The 45-year-old councilman and former principal of Newark’s Central High School will immediately have to address a budget deficit and several missed fiscal reporting deadlines that have prompted state officials to threaten a takeover of the city’s finances. While Baraka said he doesn’t downplay the state’s position, he doesn’t see a takeover as imminent.
“They have the authority to do it, so I don’t take it lightly,” he said last week as he sat in a restaurant in the South Ward, the heart of his power base. “Newark is in a financial crisis, but so is the state of New Jersey. I don’t really believe that the state wants to do it. It would be counterintuitive, in my estimation, to take on more problems when you have some of your own.”
Baraka said Newark must immediately start searching for new revenue streams in a city that is perpetually cash-strapped. One way would be to audit how revenues such as parking, payroll taxes and payments in lieu of taxes (PILOTs) are collected, a system he said isn’t as efficient as it could be.
Then there is the idea of revisiting the longstanding contract with the Port Authority of New York and New Jersey for Newark’s port, which is part of the massive system that is the largest on the East Coast.
Baraka said the agreement should be revisited in light of an anticipated increase in port business when larger container ships begin heading to Newark in the next few years because of the expansion of the Panama Canal.
He will also have to address rising crime at a time when the city has scant funding for new police officers. Baraka has long advocated, even during his years as a city councilman and community activist, that the level of violence in Newark and other American cities should be declared a public health emergency, which would bring new resources to bear in the war on crime.
“We have to be creative with our strategies and think outside the box,” he said. “What we haven’t been doing is using code enforcement, economic development to try and get private investment in some of those distressed areas; things like cleaning up lots, citing violations for absentee landlords, garbage, lighting on the streets. Pay attention to the physical atmosphere. And put police on the street.”

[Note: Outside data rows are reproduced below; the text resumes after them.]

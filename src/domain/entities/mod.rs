//! Core business entities.

pub mod page_view;
pub mod view_counter;

pub use page_view::{NewPageView, PageView};
pub use view_counter::{VIEW_COUNTER_ID, ViewCounter};
//! PostgreSQL implementation of the page view repository.

use async_trait::async_trait;
use sqlx::PgPool;
use std::sync::Arc;

use crate::domain::entities::{NewPageView, PageView};
use crate::domain::repositories::{PageViewCount, PageViewRepository, UserViewCount};
use crate::error::AppError;

/// PostgreSQL repository for the append-only page view log.
///
/// Aggregation is done with explicit GROUP BY queries so the grouping and
/// ordering semantics live in one place, typed end to end.
pub struct PgPageViewRepository {
    pool: Arc<PgPool>,
}

impl PgPageViewRepository {
    /// Creates a new repository with a database connection pool.
    pub fn new(pool: Arc<PgPool>) -> Self {
        Self { pool }
    }
}

#[async_trait]
impl PageViewRepository for PgPageViewRepository {
    async fn record(&self, new_view: NewPageView) -> Result<PageView, AppError> {
        let view = sqlx::query_as::<_, PageView>(
            r#"
            INSERT INTO page_views (page_url, username)
            VALUES ($1, $2)
            RETURNING id, page_url, username, viewed_at
            "#,
        )
        .bind(&new_view.page_url)
        .bind(&new_view.username)
        .fetch_one(self.pool.as_ref())
        .await?;

        Ok(view)
    }

    async fn count_all(&self) -> Result<i64, AppError> {
        let count = sqlx::query_scalar::<_, i64>(
            r#"
            SELECT COUNT(*)
            FROM page_views
            "#,
        )
        .fetch_one(self.pool.as_ref())
        .await?;

        Ok(count)
    }

    async fn count_by_page(&self) -> Result<Vec<PageViewCount>, AppError> {
        let rows = sqlx::query_as::<_, PageViewCount>(
            r#"
            SELECT page_url, COUNT(*) AS views
            FROM page_views
            GROUP BY page_url
            ORDER BY views DESC
            "#,
        )
        .fetch_all(self.pool.as_ref())
        .await?;

        Ok(rows)
    }

    async fn count_by_user(&self) -> Result<Vec<UserViewCount>, AppError> {
        // NULL usernames form their own group: anonymous views are counted,
        // not dropped.
        let rows = sqlx::query_as::<_, UserViewCount>(
            r#"
            SELECT username, COUNT(*) AS views
            FROM page_views
            GROUP BY username
            ORDER BY views DESC
            "#,
        )
        .fetch_all(self.pool.as_ref())
        .await?;

        Ok(rows)
    }
}
//! Shared application state injected into all handlers.

use std::sync::Arc;

use sqlx::PgPool;

use crate::application::services::{CounterService, StatsService};
use crate::infrastructure::persistence::{PgPageViewRepository, PgViewCounterRepository};

/// Shared state available to every request handler.
#[derive(Clone)]
pub struct AppState {
    /// Raw pool kept for health checks.
    pub db: PgPool,
    pub stats_service: Arc<StatsService>,
    pub counter_service: Arc<CounterService>,
}

impl AppState {
    /// Builds the state with PostgreSQL-backed repositories.
    pub fn new(pool: PgPool) -> Self {
        let shared = Arc::new(pool.clone());

        let page_views = Arc::new(PgPageViewRepository::new(shared.clone()));
        let counters = Arc::new(PgViewCounterRepository::new(shared));

        Self {
            db: pool,
            stats_service: Arc::new(StatsService::new(page_views)),
            counter_service: Arc::new(CounterService::new(counters)),
        }
    }
}
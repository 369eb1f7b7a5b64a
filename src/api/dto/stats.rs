//! DTOs for the aggregated statistics endpoint.

use serde::Serialize;

use crate::application::services::PageStats;
use crate::domain::repositories::{PageViewCount, UserViewCount};

/// Aggregated page view statistics.
///
/// The grouped lists are ordered by view count descending; anonymous views
/// appear under a `null` username.
#[derive(Debug, Serialize)]
pub struct StatsResponse {
    pub total_views: i64,
    pub views_per_page: Vec<PageViewCount>,
    pub views_per_user: Vec<UserViewCount>,
}

impl From<PageStats> for StatsResponse {
    fn from(stats: PageStats) -> Self {
        Self {
            total_views: stats.total_views,
            views_per_page: stats.views_per_page,
            views_per_user: stats.views_per_user,
        }
    }
}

Baraka said unlike predecessor Cory Booker, who promoted Newark by cultivating relationships with the rich and famous, he wants to focus on developing the city from within so it becomes a destination.
“You can go out and cheerlead and try to get as many people as you can based on your persona, and maybe that will work,” he said. “But if you focus on expanding the college community you have, the manufacturing base that exists, the medical community that exists, and help them grow and market that, when people begin to see that they’re going to show up.”
Associated Press writer David Porter contributed to this story.